**WORK ORDER**.
Print all records exactly, leaving nothing out.

Collected data:
* * *

/// Score a candidate for the attempt search. Starts from the chain's
/// confidence; not clamped, so boosts may push it past 1.0.
pub(crate) fn score_candidate(
    config: &MarkovConfig,
    text: &str,
    confidence: f64,
    target_words: usize,
    context: &DialogContext,
) -> f64 {
    let mut score = confidence;
    let lower = text.to_lowercase();

    let length_ratio = text.split_whitespace().count() as f64 / target_words.max(1) as f64;
    if !(0.5..=2.0).contains(&length_ratio) {
        score *= 0.8;
    }

    for forbidden in &config.forbidden_words {
        if !forbidden.is_empty() && lower.contains(&forbidden.to_lowercase()) {
            score *= 0.5;
        }
    }

    if !config.required_words.is_empty() {
        score *= 1.0 + quality::required_fraction(text, &config.required_words) * 0.2;
    }

    if config.similarity_penalty > 0.0 {
        score *= 1.0 - quality::similarity_to_recent(text, context) * config.similarity_penalty;
    }

    score * favorite_boost(text, context)
}

fn select_animation(text: &str, context: &DialogContext) -> &'static str {
    if let Some(animation) = analysis::keyword_animation(text) {
        return animation;
    }
    match context.trigger.as_str() {
        "compliment" => "blushing",
        "give_gift" => "excited_romance",
        "deep_conversation" => "romantic_idle",
        _ => "talking",
    }
}

fn memory_importance(text: &str, max_words: usize) -> f64 {
    let mut importance = 0.5;
    if analysis::detect_tone(text, GENERATED_TONES) != NEUTRAL_TONE {
        importance += 0.2;
    }
    if analysis::classify_response_type(text) == "romantic" {
        importance += 0.3;
    }
    if text.split_whitespace().count() > max_words / 2 {
        importance += 0.1;
    }
    f64::min(importance, 1.0)
}

impl DialogBackend for MarkovBackend {
    fn initialize(
        &mut self,
        config: &serde_json::Value,
        dialogs: &CharacterDialogs,
    ) -> Result<(), BackendError> {
        let config = MarkovConfig::from_value(config.clone())?;

        if let Some(seed) = config.seed {
            self.rng = StdRng::seed_from_u64(seed);
        }

        self.global = MarkovChain::new(config.chain_order);
        self.chains.clear();
        if config.trigger_specific {
            let triggers = KNOWN_TRIGGERS
                .iter()
                .map(|t| t.to_string())
                .chain(dialogs.triggers());
            for trigger in triggers {
                self.chains
                    .entry(trigger)
                    .or_insert_with(|| MarkovChain::new(config.chain_order));
            }
        }
        self.config = config;
        self.pending.clear();

        self.train_initial(dialogs);
        self.initialized = true;

        tracing::info!(
            order = self.config.chain_order,
            states = self.global.state_count(),
            starters = self.global.starter_count(),
            trigger_chains = self.chains.len(),
            "markov backend initialized"
        );
        Ok(())
    }

    fn generate_response(&mut self, context: &DialogContext) -> Result<DialogResponse, BackendError> {
        if !self.initialized {
            return Err(BackendError::NotInitialized {
                backend: BackendKind::MarkovChain.name().to_string(),
            });
        }

        let Self {
            config,
            global,
            chains,
            rng,
            ..
        } = self;

        let chain = select_chain(config, global, chains, &context.trigger).ok_or_else(|| {
            BackendError::InsufficientData {
                trigger: context.trigger.clone(),
            }
        })?;

        let temperature = temperature_for(config, context);
        let target_words = target_words_for(config, context);
        tracing::debug!(
            trigger = %context.trigger,
            states = chain.state_count(),
            temperature,
            target_words,
            "markov chain selected"
        );

        let (best_text, best_score, _) = best_of(
            MAX_ATTEMPTS,
            || chain.generate(target_words, temperature, &mut *rng),
            |text, confidence| score_candidate(config, text, confidence, target_words, context),
        );

        let text = adjust_for_personality(config, best_text, context);

        let (text, confidence) = match quality::validate_response(config, &text, context) {
            Ok(()) => (text, best_score),
            Err(rejection) => {
                tracing::warn!(
                    trigger = %context.trigger,
                    reason = %rejection,
                    "generated text rejected, substituting fallback phrase"
                );
                (self.fallback_phrase(context), FALLBACK_CONFIDENCE)
            }
        };

        Ok(self.build_response(text, confidence, context))
    }

    fn can_handle(&self, context: &DialogContext) -> bool {
        self.initialized
            && select_chain(&self.config, &self.global, &self.chains, &context.trigger).is_some()
    }

    fn update_memory(
        &mut self,
        context: &DialogContext,
        response: &DialogResponse,
        feedback: Option<&UserFeedback>,
    ) -> Result<(), BackendError> {
        if self.config.learning_rate <= 0.0 {
            return Ok(());
        }
        let Some(feedback) = feedback else {
            return Ok(());
        };
        if !self.initialized {
            return Err(BackendError::NotInitialized {
                backend: BackendKind::MarkovChain.name().to_string(),
            });
        }

        if feedback.positive && feedback.engagement > ENGAGEMENT_THRESHOLD {
            self.pending
                .push((context.trigger.clone(), response.text.clone()));
            if self.pending.len() >= self.config.adaptation_steps.max(1) {
                self.adapt();
            }
        }
        Ok(())
    }

    fn describe(&self) -> BackendInfo {
        BackendInfo {
            name: BackendKind::MarkovChain.name().to_string(),
            version: env!("CARGO_PKG_VERSION").to_string(),
            description: "Markov chain text generation with personality and context awareness"
                .to_string(),
            capabilities: [
                "text_generation",
                "personality_adaptation",
                "context_awareness",
                "trigger_specific_chains",
                "memory_learning",
                "coherence_filtering",
            ]
            .iter()
            .map(|c| c.to_string())
            .collect(),
        }
    }

    fn train_text(&mut self, text: &str, trigger: &str) {
        if !self.initialized {
            tracing::debug!(trigger, "markov backend not initialized, training text dropped");
            return;
        }
        self.learn(text, trigger);
    }
}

* * *

**RESULT OF THIS EXERCISE**.
/// Score a candidate for the attempt search. Starts from the chain's
/// confidence; not clamped, so boosts may push it past 1.0.
pub(crate) fn score_candidate(
    config: &MarkovConfig,
    text: &str,
    confidence: f64,
    target_words: usize,
    context: &DialogContext,
) -> f64 {
    let mut score = confidence;
    let lower = text.to_lowercase();

    let length_ratio = text.split_whitespace().count() as f64 / target_words.max(1) as f64;
    if !(0.5..=2.0).contains(&length_ratio) {
        score *= 0.8;
    }

    for forbidden in &config.forbidden_words {
        if !forbidden.is_empty() && lower.contains(&forbidden.to_lowercase()) {
            score *= 0.5;
        }
    }

    if !config.required_words.is_empty() {
        score *= 1.0 + quality::required_fraction(text, &config.required_words) * 0.2;
    }

    if config.similarity_penalty > 0.0 {
        score *= 1.0 - quality::similarity_to_recent(text, context) * config.similarity_penalty;
    }

    score * favorite_boost(text, context)
}

fn select_animation(text: &str, context: &DialogContext) -> &'static str {
    if let Some(animation) = analysis::keyword_animation(text) {
        return animation;
    }
    match context.trigger.as_str() {
        "compliment" => "blushing",
        "give_gift" => "excited_romance",
        "deep_conversation" => "romantic_idle",
        _ => "talking",
    }
}

fn memory_importance(text: &str, max_words: usize) -> f64 {
    let mut importance = 0.5;
    if analysis::detect_tone(text, GENERATED_TONES) != NEUTRAL_TONE {
        importance += 0.2;
    }
    if analysis::classify_response_type(text) == "romantic" {
        importance += 0.3;
    }
    if text.split_whitespace().count() > max_words / 2 {
        importance += 0.1;
    }
    f64::min(importance, 1.0)
}

impl DialogBackend for MarkovBackend {
    fn initialize(
        &mut self,
        config: &serde_json::Value,
        dialogs: &CharacterDialogs,
    ) -> Result<(), BackendError> {
        let config = MarkovConfig::from_value(config.clone())?;

        if let Some(seed) = config.seed {
            self.rng = StdRng::seed_from_u64(seed);
        }

        self.global = MarkovChain::new(config.chain_order);
        self.chains.clear();
        if config.trigger_specific {
            let triggers = KNOWN_TRIGGERS
                .iter()
                .map(|t| t.to_string())
                .chain(dialogs.triggers());
            for trigger in triggers {
                self.chains
                    .entry(trigger)
                    .or_insert_with(|| MarkovChain::new(config.chain_order));
            }
        }
        self.config = config;
        self.pending.clear();

        self.train_initial(dialogs);
        self.initialized = true;

        tracing::info!(
            order = self.config.chain_order,
            states = self.global.state_count(),
            starters = self.global.starter_count(),
            trigger_chains = self.chains.len(),
            "markov backend initialized"
        );
        Ok(())
    }

    fn generate_response(&mut self, context: &DialogContext) -> Result<DialogResponse, BackendError> {
        if !self.initialized {
            return Err(BackendError::NotInitialized {
                backend: BackendKind::MarkovChain.name().to_string(),
            });
        }

        let Self {
            config,
            global,
            chains,
            rng,
            ..
        } = self;

        let chain = select_chain(config, global, chains, &context.trigger).ok_or_else(|| {
            BackendError::InsufficientData {
                trigger: context.trigger.clone(),
            }
        })?;

        let temperature = temperature_for(config, context);
        let target_words = target_words_for(config, context);
        tracing::debug!(
            trigger = %context.trigger,
            states = chain.state_count(),
            temperature,
            target_words,
            "markov chain selected"
        );

        let (best_text, best_score, _) = best_of(
            MAX_ATTEMPTS,
            || chain.generate(target_words, temperature, &mut *rng),
            |text, confidence| score_candidate(config, text, confidence, target_words, context),
        );

        let text = adjust_for_personality(config, best_text, context);

        let (text, confidence) = match quality::validate_response(config, &text, context) {
            Ok(()) => (text, best_score),
            Err(rejection) => {
                tracing::warn!(
                    trigger = %context.trigger,
                    reason = %rejection,
                    "generated text rejected, substituting fallback phrase"
                );
                (self.fallback_phrase(context), FALLBACK_CONFIDENCE)
            }
        };

        Ok(self.build_response(text, confidence, context))
    }

    fn can_handle(&self, context: &DialogContext) -> bool {
        self.initialized
            && select_chain(&self.config, &self.global, &self.chains, &context.trigger).is_some()
    }

    fn update_memory(
        &mut self,
        context: &DialogContext,
        response: &DialogResponse,
        feedback: Option<&UserFeedback>,
    ) -> Result<(), BackendError> {
        if self.config.learning_rate <= 0.0 {
            return Ok(());
        }
        let Some(feedback) = feedback else {
            return Ok(());
        };
        if !self.initialized {
            return Err(BackendError::NotInitialized {
                backend: BackendKind::MarkovChain.name().to_string(),
            });
        }

        if feedback.positive && feedback.engagement > ENGAGEMENT_THRESHOLD {
            self.pending
                .push((context.trigger.clone(), response.text.clone()));
            if self.pending.len() >= self.config.adaptation_steps.max(1) {
                self.adapt();
            }
        }
        Ok(())
    }

    fn describe(&self) -> BackendInfo {
        BackendInfo {
            name: BackendKind::MarkovChain.name().to_string(),
            version: env!("CARGO_PKG_VERSION").to_string(),
            description: "Markov chain text generation with personality and context awareness"
                .to_string(),
            capabilities: [
                "text_generation",
                "personality_adaptation",
                "context_awareness",
                "trigger_specific_chains",
                "memory_learning",
                "coherence_filtering",
            ]
            .iter()
            .map(|c| c.to_string())
            .collect(),
        }
    }

    fn train_text(&mut self, text: &str, trigger: &str) {
        if !self.initialized {
            tracing::debug!(trigger, "markov backend not initialized, training text dropped");
            return;
        }
        self.learn(text, trigger);
    }
}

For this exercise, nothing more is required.